What is Ash in cat food and why does it matter?
Ash is the mineral content of cat food - what remains after burning off all organic matter. It includes essential minerals like calcium, phosphorus, magnesium, and trace elements.
The term "crude ash" appears on guaranteed analysis panels alongside crude protein, crude fat, and crude fiber. The word "crude" just means it's measured as total mineral content without breaking down individual minerals.
What ash actually is
When food is burned at very high temperature (around 550°C), all organic matter - protein, fat, carbohydrates - burns away. What's left is ash: the inorganic mineral content.

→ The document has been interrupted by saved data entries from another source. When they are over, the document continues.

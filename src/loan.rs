use crate::error::{require_finite, require_positive, LoanError, LoanResult};
use crate::rate::{solve_rate, SolverConfig};
use log::debug;
use std::fmt;

/// Number of repayments per year. All rates compound monthly.
pub const PERIODS_PER_YEAR: f64 = 12.;

/// The four quantities of a fixed-rate loan. Exactly one of them is solved
/// for at a time; the other three are inputs.
#[derive(Clone, Copy, PartialEq, Eq, Hash, Debug)]
#[cfg_attr(feature = "serde", derive(serde::Serialize, serde::Deserialize))]
#[cfg_attr(feature = "serde", serde(rename_all = "lowercase"))]
pub enum Field {
    Capital,
    Duration,
    Repayment,
    Rate,
}

impl Field {
    pub const ALL: [Field; 4] = [
        Field::Capital,
        Field::Duration,
        Field::Repayment,
        Field::Rate,
    ];

    /// The three fields a caller should accept input for when `self` is the
    /// one being computed.
    pub fn editable_fields(self) -> [Field; 3] {
        let mut out = [self; 3];
        let mut i = 0;
        for field in Field::ALL {
            if field != self {
                out[i] = field;
                i += 1;
            }
        }
        out
    }
}

impl fmt::Display for Field {
    fn fmt(&self, f: &mut fmt::Formatter<'_>) -> fmt::Result {
        let name = match self {
            Field::Capital => "capital",
            Field::Duration => "duration",
            Field::Repayment => "repayment",
            Field::Rate => "rate",
        };
        f.write_str(name)
    }
}

/// Loan quantities as entered by the caller. Any of them may be missing;
/// the one being solved for usually is.
#[derive(Clone, Copy, PartialEq, Debug, Default)]
#[cfg_attr(feature = "serde", derive(serde::Serialize, serde::Deserialize))]
pub struct LoanParameters {
    pub capital: Option<f64>,
    pub repayment: Option<f64>,
    /// Number of monthly periods. May be fractional.
    pub duration: Option<f64>,
    /// Annual rate as a fraction, i.e. 0.0742 for 7.42%.
    pub annual_rate: Option<f64>,
}

/// The outcome of [`LoanParameters::solve`].
#[derive(Clone, Copy, PartialEq, Debug)]
pub struct Solved {
    pub field: Field,
    pub value: f64,
    /// Always true for the closed-form fields. False when the rate solver
    /// ran out of iterations and `value` is its last estimate.
    pub converged: bool,
}

impl LoanParameters {
    pub fn new(capital: f64, repayment: f64, duration: f64, annual_rate: f64) -> Self {
        Self {
            capital: Some(capital),
            repayment: Some(repayment),
            duration: Some(duration),
            annual_rate: Some(annual_rate),
        }
    }

    pub fn with_capital(mut self, capital: f64) -> Self {
        self.capital = Some(capital);
        self
    }

    pub fn with_repayment(mut self, repayment: f64) -> Self {
        self.repayment = Some(repayment);
        self
    }

    pub fn with_duration(mut self, duration: f64) -> Self {
        self.duration = Some(duration);
        self
    }

    pub fn with_annual_rate(mut self, annual_rate: f64) -> Self {
        self.annual_rate = Some(annual_rate);
        self
    }

    pub fn get(&self, field: Field) -> Option<f64> {
        match field {
            Field::Capital => self.capital,
            Field::Duration => self.duration,
            Field::Repayment => self.repayment,
            Field::Rate => self.annual_rate,
        }
    }

    /// Returns a copy with `field` set to `value`.
    pub fn with_solved(self, field: Field, value: f64) -> Self {
        match field {
            Field::Capital => self.with_capital(value),
            Field::Duration => self.with_duration(value),
            Field::Repayment => self.with_repayment(value),
            Field::Rate => self.with_annual_rate(value),
        }
    }

    fn known(&self, field: Field) -> LoanResult<f64> {
        self.get(field).ok_or(LoanError::MissingField(field))
    }

    /// Computes `target` from the other three quantities. Whatever value
    /// `target` currently holds is ignored.
    pub fn solve(&self, target: Field, config: &SolverConfig) -> LoanResult<Solved> {
        let (value, converged) = match target {
            Field::Capital => (
                solve_capital(
                    self.known(Field::Repayment)?,
                    self.known(Field::Duration)?,
                    self.known(Field::Rate)?,
                )?,
                true,
            ),
            Field::Duration => (
                solve_duration(
                    self.known(Field::Capital)?,
                    self.known(Field::Repayment)?,
                    self.known(Field::Rate)?,
                )?,
                true,
            ),
            Field::Repayment => (
                solve_repayment(
                    self.known(Field::Capital)?,
                    self.known(Field::Duration)?,
                    self.known(Field::Rate)?,
                )?,
                true,
            ),
            Field::Rate => {
                let solution = solve_rate(
                    self.known(Field::Capital)?,
                    self.known(Field::Repayment)?,
                    self.known(Field::Duration)?,
                    config,
                )?;
                (solution.rate, solution.converged)
            }
        };
        debug!("solved {} = {} (converged: {})", target, value, converged);
        Ok(Solved {
            field: target,
            value,
            converged,
        })
    }
}

pub fn monthly_rate(annual_rate: f64) -> f64 {
    annual_rate / PERIODS_PER_YEAR
}

/// Converts a user-facing percentage (7.42) into a fraction (0.0742).
pub fn percent_to_rate(percent: f64) -> f64 {
    percent / 100.
}

pub fn rate_to_percent(rate: f64) -> f64 {
    rate * 100.
}

/// Rounds `amt` to `places` decimal places, half away from zero.
pub fn round_to(amt: f64, places: u32) -> f64 {
    if amt == 0. {
        0.
    } else {
        let scale = 10_f64.powi(places as i32);
        (amt * scale).round() / scale
    }
}

/// Present value of `periods` monthly repayments of `repayment`.
pub fn solve_capital(repayment: f64, periods: f64, annual_rate: f64) -> LoanResult<f64> {
    let repayment = require_positive("repayment", repayment)?;
    let periods = require_positive("duration", periods)?;
    let m = monthly_rate(require_positive("rate", annual_rate)?);

    require_finite("capital", repayment * (1. - (1. + m).powf(-periods)) / m)
}

/// Monthly repayment that clears `capital` in `periods` months.
pub fn solve_repayment(capital: f64, periods: f64, annual_rate: f64) -> LoanResult<f64> {
    let capital = require_positive("capital", capital)?;
    let periods = require_positive("duration", periods)?;
    let m = monthly_rate(require_positive("rate", annual_rate)?);

    require_finite("repayment", capital * m / (1. - (1. + m).powf(-periods)))
}

/// Number of monthly periods (possibly fractional) needed to clear `capital`.
///
/// Fails when the repayment does not exceed the first month's interest, since
/// the balance would never decrease.
pub fn solve_duration(capital: f64, repayment: f64, annual_rate: f64) -> LoanResult<f64> {
    let capital = require_positive("capital", capital)?;
    let repayment = require_positive("repayment", repayment)?;
    let m = monthly_rate(require_positive("rate", annual_rate)?);

    let interest = capital * m;
    if interest >= repayment {
        return Err(LoanError::undefined(
            "duration",
            format!(
                "repayment {} does not cover the monthly interest {}",
                repayment, interest
            ),
        ));
    }

    require_finite("duration", -(1. - interest / repayment).ln() / m.ln_1p())
}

Ash isn't a single ingredient added to food - it's the collective measurement of all minerals present.
Why ash content matters
Minerals in ash are essential for cats - they need calcium and phosphorus for bone health, magnesium for metabolic function, and trace minerals like zinc, iron, and selenium for various biological processes.
Too little ash means insufficient minerals. The food would be nutritionally incomplete.
Excessive ash - particularly high magnesium - has been linked to urinary crystal formation and bladder stones in cats. This was a major concern in the 1970s-80s and led to reformulations across the industry.
Modern cat foods are formulated to keep magnesium levels appropriate, but ash content is still monitored as a general indicator.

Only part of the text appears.